Marvin “Doc” Cheatham, former president of the Baltimore chapter of the NAACP and current president of the Matthew A. Henson Neighborhood Association in nearby Winchester, and Monica Cooper, co-founder of the Maryland Justice Project, both said that city and state officials haven’t reached out to people in the community about their plans.

“I heard about this [the press conference and plans to demolish the 1000 block of N. Stricker St.] on WBAL,” Cheatham said. “How do you say you are going to do something about vacant homes in the Sandtown-Winchester community and not talk to the community association? I live 10 minutes away. I walked here. We have 300 vacant homes in the Matthew-Henson community and I have not heard a word from anyone.”

Launched in 2010 by Rawlings-Blake, the city’s Vacants to Value program garnered cautious support in a recent report by The Abell Foundation.

That study showed that, despite the Vacants to Value initiative, the number of vacant buildings continued to increase over the program’s first four years, growing by more than 600 properties to a total of 16,765 vacant homes and buildings in the city by August of 2015.

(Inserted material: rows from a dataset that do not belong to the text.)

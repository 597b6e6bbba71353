use crate::lazy::LazySchema;
use crate::schema::Schema;
use indexmap::IndexMap;
use regex::Regex;
use serde::{Deserialize, Serialize};
use serde_json::Value;
use std::fmt;
use std::str::FromStr;
use std::sync::Arc;

/// The shape a [`Schema`] describes. Every schema wraps exactly one form.
#[derive(Debug)]
pub enum Form {
    Any,
    Never,
    Null,
    Boolean,
    String(StringForm),
    Number(NumberForm),
    Literal(Value),
    Enum(Vec<Value>),
    Optional(Schema),
    Nullable(Schema),
    WithDefault(Schema, Value),
    Object(ObjectShape),
    Elements(Elements),
    Values(Schema),
    Union(Vec<Schema>),
    OneOf(Vec<Schema>),
    Intersection(Vec<Schema>),
    Refinement(Refinement),
    Transform(Transform),
    Pipe(Schema, Schema),
    Lazy(LazySchema),
}

impl Form {
    pub fn kind(&self) -> &'static str {
        match self {
            Form::Any => "any",
            Form::Never => "never",
            Form::Null => "null",
            Form::Boolean => "boolean",
            Form::String(_) => "string",
            Form::Number(_) => "number",
            Form::Literal(_) => "literal",
            Form::Enum(_) => "enum",
            Form::Optional(_) => "optional",
            Form::Nullable(_) => "nullable",
            Form::WithDefault(..) => "default",
            Form::Object(_) => "object",
            Form::Elements(_) => "array",
            Form::Values(_) => "record",
            Form::Union(_) => "union",
            Form::OneOf(_) => "one_of",
            Form::Intersection(_) => "intersection",
            Form::Refinement(_) => "refinement",
            Form::Transform(_) => "transform",
            Form::Pipe(..) => "pipe",
            Form::Lazy(_) => "lazy",
        }
    }
}

#[derive(Clone, Copy, Debug, PartialEq, Eq)]
pub enum StringFormat {
    /// RFC 3339 timestamp.
    Timestamp,
}

impl FromStr for StringFormat {
    type Err = ();

    fn from_str(s: &str) -> Result<Self, Self::Err> {
        match s {
            "timestamp" => Ok(Self::Timestamp),
            _ => Err(()),
        }
    }
}

/// Constraints on a string value. Lengths count Unicode scalar values.
#[derive(Clone, Debug, Default)]
pub struct StringForm {
    pub min_len: Option<usize>,
    pub max_len: Option<usize>,
    pub pattern: Option<Regex>,
    pub format: Option<StringFormat>,
    pub message: Option<String>,
}

impl StringForm {
    pub fn new() -> Self {
        Self::default()
    }

    pub fn min_len(mut self, min_len: usize) -> Self {
        self.min_len = Some(min_len);
        self
    }

    pub fn max_len(mut self, max_len: usize) -> Self {
        self.max_len = Some(max_len);
        self
    }

    pub fn non_empty(self) -> Self {
        self.min_len(1)
    }

    pub fn pattern(mut self, pattern: Regex) -> Self {
        self.pattern = Some(pattern);
        self
    }

    pub fn timestamp(mut self) -> Self {
        self.format = Some(StringFormat::Timestamp);
        self
    }

    /// Replaces the default message of every violation this form reports.
    pub fn with_message(mut self, message: impl Into<String>) -> Self {
        self.message = Some(message.into());
        self
    }
}

#[derive(Clone, Debug, Default, PartialEq)]
pub struct NumberForm {
    pub minimum: Option<f64>,
    pub exclusive_minimum: Option<f64>,
    pub maximum: Option<f64>,
    pub integer: bool,
    pub message: Option<String>,
}

impl NumberForm {
    pub fn new() -> Self {
        Self::default()
    }

    pub fn min(mut self, minimum: f64) -> Self {
        self.minimum = Some(minimum);
        self
    }

    pub fn max(mut self, maximum: f64) -> Self {
        self.maximum = Some(maximum);
        self
    }

    /// Strictly greater than zero.
    pub fn positive(mut self) -> Self {
        self.exclusive_minimum = Some(0.0);
        self
    }

    pub fn non_negative(self) -> Self {
        self.min(0.0)
    }

    pub fn int(mut self) -> Self {
        self.integer = true;
        self
    }

    pub fn with_message(mut self, message: impl Into<String>) -> Self {
        self.message = Some(message.into());
        self
    }

    pub(crate) fn lower_bound(&self) -> Option<f64> {
        match (self.minimum, self.exclusive_minimum) {
            (Some(a), Some(b)) => Some(a.max(b)),
            (a, b) => a.or(b),
        }
    }

    pub(crate) fn in_range(&self, n: f64) -> bool {
        self.minimum.map_or(true, |min| n >= min)
            && self.exclusive_minimum.map_or(true, |min| n > min)
            && self.maximum.map_or(true, |max| n <= max)
    }
}

/// What an object does with keys its shape does not declare.
#[derive(Clone, Copy, Debug, PartialEq, Eq, Serialize, Deserialize)]
#[serde(rename_all = "lowercase")]
pub enum UnknownFields {
    /// Drop undeclared keys from the output.
    Strip,
    /// Copy undeclared keys to the output untouched.
    Allow,
    /// Report each undeclared key as a violation.
    Reject,
}

impl Default for UnknownFields {
    fn default() -> Self {
        UnknownFields::Strip
    }
}

/// Declared fields of an object, in declaration order.
#[derive(Clone, Debug, Default)]
pub struct ObjectShape {
    fields: IndexMap<String, Schema>,
    unknown_fields: UnknownFields,
}

impl ObjectShape {
    pub fn new() -> Self {
        Self::default()
    }

    pub fn field(mut self, name: impl Into<String>, schema: impl Into<Schema>) -> Self {
        self.fields.insert(name.into(), schema.into());
        self
    }

    /// A new shape with `fields` laid over this one's. On a name collision
    /// the new field replaces the old one in place.
    pub fn extend<K, S, I>(&self, fields: I) -> Self
    where
        K: Into<String>,
        S: Into<Schema>,
        I: IntoIterator<Item = (K, S)>,
    {
        let mut out = self.clone();
        for (name, schema) in fields {
            out.fields.insert(name.into(), schema.into());
        }
        out
    }

    /// Like [`extend`][Self::extend], taking the fields of another shape.
    /// The unknown-field policy stays the one of `self`.
    pub fn merge(&self, other: &ObjectShape) -> Self {
        self.extend(
            other
                .fields
                .iter()
                .map(|(name, schema)| (name.clone(), schema.clone())),
        )
    }

    pub fn unknown_fields(mut self, policy: UnknownFields) -> Self {
        self.unknown_fields = policy;
        self
    }

    pub fn strict(self) -> Self {
        self.unknown_fields(UnknownFields::Reject)
    }

    pub fn passthrough(self) -> Self {
        self.unknown_fields(UnknownFields::Allow)
    }

    pub fn strip(self) -> Self {
        self.unknown_fields(UnknownFields::Strip)
    }

    pub fn policy(&self) -> UnknownFields {
        self.unknown_fields
    }

    pub fn fields(&self) -> &IndexMap<String, Schema> {
        &self.fields
    }

    pub fn get(&self, name: &str) -> Option<&Schema> {
        self.fields.get(name)
    }

    pub fn keys(&self) -> impl Iterator<Item = &str> {
        self.fields.keys().map(String::as_str)
    }
}

/// An array whose every element matches `schema`.
#[derive(Clone, Debug)]
pub struct Elements {
    pub schema: Schema,
    pub min_items: Option<usize>,
    pub max_items: Option<usize>,
}

impl Elements {
    pub fn new(schema: impl Into<Schema>) -> Self {
        Self {
            schema: schema.into(),
            min_items: None,
            max_items: None,
        }
    }

    pub fn min_items(mut self, min_items: usize) -> Self {
        self.min_items = Some(min_items);
        self
    }

    pub fn max_items(mut self, max_items: usize) -> Self {
        self.max_items = Some(max_items);
        self
    }

    pub fn non_empty(self) -> Self {
        self.min_items(1)
    }
}

pub type Predicate = Arc<dyn Fn(&Value) -> bool + Send + Sync>;

pub type TransformFn = Arc<dyn Fn(Value) -> Result<Value, String> + Send + Sync>;

#[derive(Clone)]
pub struct Refinement {
    pub schema: Schema,
    pub predicate: Predicate,
    pub message: String,
}

impl fmt::Debug for Refinement {
    fn fmt(&self, f: &mut fmt::Formatter<'_>) -> fmt::Result {
        f.debug_struct("Refinement")
            .field("schema", &self.schema)
            .field("message", &self.message)
            .finish()
    }
}

#[derive(Clone)]
pub struct Transform {
    pub schema: Schema,
    pub function: TransformFn,
    /// Name of the produced value's type, for introspection only.
    pub target: &'static str,
    /// Coercions belong to structural acceptance and also run under
    /// [`validate`][crate::validate]. Plain transforms only run when parsing.
    pub coercion: bool,
}

impl fmt::Debug for Transform {
    fn fmt(&self, f: &mut fmt::Formatter<'_>) -> fmt::Result {
        f.debug_struct("Transform")
            .field("schema", &self.schema)
            .field("target", &self.target)
            .field("coercion", &self.coercion)
            .finish()
    }
}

The U.S. Census Bureau estimates the total number of vacants in Baltimore is actually higher, at roughly 23,000. Despite the shortcomings of the Vacants to Value initiative, the Abell Foundation concluded that the program remains “the city’s most ambitious blight-elimination effort in 40 years.” It concluded that while the program needed more funding, it is showing “signs of success in rejuvenating neighborhoods that were long neglected, like Oliver, McElderry Park, and Greenmount West.”

Overall, the city reported that 1,585 vacant properties were renovated in the Vacants to Value program’s first four years and that another 1,800 vacant and abandoned properties have been razed or slated for demolition.